Soğuk havalar etkisini artırdıkça sabahları direksiyon başına geçmek zorlaşıyor. Buz tutmuş camlar ve soğuktan kaskatı kesilmiş koltuklar sürüş keyfini kaçırıyor. Genellikle yapılan ilk hareket, kontağı çevirip fanı son devire getirmek oluyor. Oysa bu yöntem, motorun ısınmasını geciktirdiği gibi içeride soğuk hava akışının olmasına yol açıyor. Uzmanlar ise sürücülerin pek aklına gelmeyen ama ısınma süresini yarı yarıya düşüren doğru yöntemi açıkladı.
SADECE BİR TUŞA BASARAK ARACI DAHA KOLAY ISITABİLİRSİNİZ
Aracın içinin geç ısınmasının temel sebebi, kalorifer sisteminin dışarıdaki buz gibi havayı alıp ısıtmaya çalışmasıdır. Uzmanlara göre burada devreye devridaim yani iç hava sirkülasyonu tuşu girmeli. Bu mod aktif edildiğinde, araç dışarıdan hava almayı kesiyor ve kabin içindeki mevcut havayı tekrar ısıtma sisteminden geçiriyor. Böylece içerideki hava döngüye girerek çok daha çabuk ısınıyor. Ancak içerisi istenen sıcaklığa ulaştığında bu modu kapatmak gerekiyor, aksi halde camlarda buğulanma yapabiliyor.
MOTORU BOŞTA ÇALIŞTIRIP BEKLEMEYİN
Halk arasında bilinen 'Arabayı çalıştırıp rölantide bekleyeyim, motor ısınsın' düşüncesi de aslında yanlış. Motor yük altındayken çok daha fazla ısı üretiyor. Aracı çalıştırdıktan sonra yağın dolaşıma girmesi için sadece 1-2 dakika beklemek yeterli. Sonrasında düşük devirle yola çıkmak, motorun ve kalorifer sisteminin olduğu yerde bekleyen araca göre çok daha hızlı ısınmasını sağlıyor.

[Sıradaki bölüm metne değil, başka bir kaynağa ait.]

// Copyright 2026 Boundless Foundation, Inc.
//
// Licensed under the Apache License, Version 2.0 (the "License");
// you may not use this file except in compliance with the License.
// You may obtain a copy of the License at
//
//     http://www.apache.org/licenses/LICENSE-2.0
//
// Unless required by applicable law or agreed to in writing, software
// distributed under the License is distributed on an "AS IS" BASIS,
// WITHOUT WARRANTIES OR CONDITIONS OF ANY KIND, either express or implied.
// See the License for the specific language governing permissions and
// limitations under the License.

//! Token locks that have been closed and may still hold a withdrawable balance.

use alloy::{
    primitives::{Address, B256, U256},
    rpc::types::Log,
    sol,
    sol_types::{SolCall, SolEvent},
};
use serde_json::Value;

use crate::{
    multicall::MulticallCall,
    profile::{
        address_value, field_u256, u256_value, DecodeError, DetailCall, EventProfile,
        ReturnDecoder,
    },
    record::{EventRecord, Fields},
};

sol! {
    interface ITokenLocker {
        event LockClosed(
            uint256 indexed lockId,
            address indexed owner,
            address token,
            uint256 amount,
            uint64 unlockTime
        );

        function lockStatus(uint256 lockId) external view returns (uint8);
        function previewWithdrawable(uint256 lockId) external view returns (uint256);
    }
}

pub const STATUS_FIELD: &str = "status";
pub const WITHDRAWABLE_FIELD: &str = "withdrawable";

const LOCK_STATUS: &str = "lockStatus";
const PREVIEW_WITHDRAWABLE: &str = "previewWithdrawable";

#[derive(Debug, Clone, Copy, PartialEq, Eq)]
pub enum LockStatus {
    Active,
    Closed,
    Withdrawn,
    Retracted,
}

impl LockStatus {
    pub fn from_u8(value: u8) -> Option<Self> {
        match value {
            0 => Some(Self::Active),
            1 => Some(Self::Closed),
            2 => Some(Self::Withdrawn),
            3 => Some(Self::Retracted),
            _ => None,
        }
    }

    pub fn parse(name: &str) -> Option<Self> {
        [Self::Active, Self::Closed, Self::Withdrawn, Self::Retracted]
            .into_iter()
            .find(|status| status.as_str() == name)
    }

    pub fn as_str(&self) -> &'static str {
        match self {
            Self::Active => "Active",
            Self::Closed => "Closed",
            Self::Withdrawn => "Withdrawn",
            Self::Retracted => "Retracted",
        }
    }

    pub fn is_terminal(&self) -> bool {
        matches!(self, Self::Withdrawn | Self::Retracted)
    }
}

#[derive(Debug, Clone, Copy, Default)]
pub struct LocksProfile;

impl ReturnDecoder for LocksProfile {
    fn decode_return(&self, method: &str, data: &[u8]) -> Option<Value> {
        match method {
            LOCK_STATUS => {
                let raw = ITokenLocker::lockStatusCall::abi_decode_returns(data).ok()?;
                match LockStatus::from_u8(raw) {
                    Some(status) => Some(Value::from(status.as_str())),
                    None => Some(Value::from(raw)),
                }
            }
            PREVIEW_WITHDRAWABLE => {
                ITokenLocker::previewWithdrawableCall::abi_decode_returns(data).ok().map(u256_value)
            }
            _ => None,
        }
    }
}

impl EventProfile for LocksProfile {
    fn name(&self) -> &'static str {
        "locks"
    }

    fn event_signature(&self) -> B256 {
        ITokenLocker::LockClosed::SIGNATURE_HASH
    }

    fn decode_log(&self, log: &Log) -> Result<Fields, DecodeError> {
        let event = log.log_decode::<ITokenLocker::LockClosed>()?.inner.data;
        let mut fields = Fields::new();
        fields.insert("lockId".into(), u256_value(event.lockId));
        fields.insert("owner".into(), address_value(event.owner));
        fields.insert("token".into(), address_value(event.token));
        fields.insert("amount".into(), u256_value(event.amount));
        fields.insert("unlockTime".into(), Value::from(event.unlockTime));
        Ok(fields)
    }

    fn primary_key(&self, fields: &Fields) -> Option<String> {
        fields.get("lockId")?.as_str().map(str::to_owned)
    }

    fn is_terminal(&self, record: &EventRecord) -> bool {
        record
            .fields
            .get(STATUS_FIELD)
            .and_then(Value::as_str)
            .and_then(LockStatus::parse)
            .is_some_and(|status| status.is_terminal())
    }

    fn detail_calls(&self, contract: Address, record: &EventRecord) -> Vec<DetailCall> {
        let Some(lock_id) = field_u256(&record.fields, "lockId") else {
            return Vec::new();
        };
        vec![
            DetailCall {
                method: LOCK_STATUS,
                call: MulticallCall::new(contract, &ITokenLocker::lockStatusCall { lockId: lock_id }),
            },
            DetailCall {
                method: PREVIEW_WITHDRAWABLE,
                call: MulticallCall::new(
                    contract,
                    &ITokenLocker::previewWithdrawableCall { lockId: lock_id },
                ),
            },
        ]
    }

    fn field_for(&self, method: &str) -> Option<&'static str> {
        match method {
            LOCK_STATUS => Some(STATUS_FIELD),
            PREVIEW_WITHDRAWABLE => Some(WITHDRAWABLE_FIELD),
            _ => None,
        }
    }
}

/// Withdrawable balance of a hydrated lock record.
pub fn withdrawable(record: &EventRecord) -> Option<U256> {
    field_u256(&record.fields, WITHDRAWABLE_FIELD)
}

#[cfg(test)]
mod tests {
    use super::*;
    use crate::test_utils::make_log;
    use alloy::{primitives::address, sol_types::SolValue};

    const CONTRACT: Address = address!("0x0000000000000000000000000000000000005678");

    fn closed(id: u64) -> ITokenLocker::LockClosed {
        ITokenLocker::LockClosed {
            lockId: U256::from(id),
            owner: address!("0x00000000000000000000000000000000000000aa"),
            token: address!("0x00000000000000000000000000000000000000cc"),
            amount: U256::from(10u128.pow(21)),
            unlockTime: 1_800_000_000,
        }
    }

    #[test]
    fn decodes_closed_log() {
        let log = make_log(CONTRACT, &closed(42), 77, 1);
        let record = LocksProfile.record_from_log(&log).unwrap().unwrap();
        assert_eq!(record.primary_key, "42");
        assert_eq!(record.fields["amount"], Value::from("1000000000000000000000"));
        assert_eq!(record.fields["unlockTime"], Value::from(1_800_000_000u64));
    }

    #[test]
    fn hydrated_fields() {
        let status = LocksProfile.decode_return(LOCK_STATUS, &U256::from(3u8).abi_encode());
        assert_eq!(status, Some(Value::from("Retracted")));
        let amount = LocksProfile.decode_return(PREVIEW_WITHDRAWABLE, &U256::from(55).abi_encode());
        assert_eq!(amount, Some(Value::from("55")));

        let log = make_log(CONTRACT, &closed(1), 77, 0);
        let mut record = LocksProfile.record_from_log(&log).unwrap().unwrap();
        record.fields.insert(STATUS_FIELD.into(), status.unwrap());
        record.fields.insert(WITHDRAWABLE_FIELD.into(), amount.unwrap());
        assert!(LocksProfile.is_terminal(&record));
        assert_eq!(withdrawable(&record), Some(U256::from(55)));
    }

    #[test]
    fn closed_lock_is_not_terminal() {
        let log = make_log(CONTRACT, &closed(1), 77, 0);
        let mut record = LocksProfile.record_from_log(&log).unwrap().unwrap();
        record.fields.insert(STATUS_FIELD.into(), Value::from(LockStatus::Closed.as_str()));
        assert!(!LocksProfile.is_terminal(&record));
    }

    #[test]
    fn malformed_log_is_rejected() {
        let mut log = make_log(CONTRACT, &closed(1), 77, 0);
        log.inner.data = alloy::primitives::LogData::new_unchecked(vec![], Default::default());
        assert!(LocksProfile.record_from_log(&log).is_err());
    }
}
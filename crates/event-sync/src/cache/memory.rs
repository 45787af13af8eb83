// Copyright 2026 Boundless Foundation, Inc.
//
// Licensed under the Apache License, Version 2.0 (the "License");
// you may not use this file except in compliance with the License.
// You may obtain a copy of the License at
//
//     http://www.apache.org/licenses/LICENSE-2.0
//
// Unless required by applicable law or agreed to in writing, software
// distributed under the License is distributed on an "AS IS" BASIS,
// WITHOUT WARRANTIES OR CONDITIONS OF ANY KIND, either express or implied.
// See the License for the specific language governing permissions and
// limitations under the License.

use std::collections::HashMap;

use async_trait::async_trait;
use tokio::sync::RwLock;

use super::{CacheError, KvStore};

/// Process-local store. Contents are lost when the process exits.
#[derive(Debug, Default)]
pub struct MemoryKvStore {
    entries: RwLock<HashMap<String, String>>,
}

#[async_trait]
impl KvStore for MemoryKvStore {
    async fn get(&self, key: &str) -> Result<Option<String>, CacheError> {
        Ok(self.entries.read().await.get(key).cloned())
    }

    async fn set(&self, key: &str, value: &str) -> Result<(), CacheError> {
        self.entries.write().await.insert(key.to_string(), value.to_string());
        Ok(())
    }

    async fn remove(&self, key: &str) -> Result<(), CacheError> {
        self.entries.write().await.remove(key);
        Ok(())
    }
}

GÜNEŞLİKLERİ İNDİRİNCE BAKIN NE OLUYOR?
Isınma sürecini hızlandıran en ilginç yöntemlerden biri de güneşlikler. Kaloriferi ön cama yönlendirdiğinizde, sürücü ve yolcu tarafındaki güneşlikleri aşağı indirmek, sıcak havanın tavana kaçmasını engelliyor. Cam ile güneşlik arasına hapsolan sıcak hava, ön camdaki buzu daha hızlı çözerken kabin içindeki ısı dengesini de koruyor. Ayrıca koltuk ve direksiyon ısıtması gibi elektrikli donanımları açmak, motora ekstra yük bindirdiği için motor suyunun daha çabuk ısınmasına dolaylı yoldan katkı sağlıyor.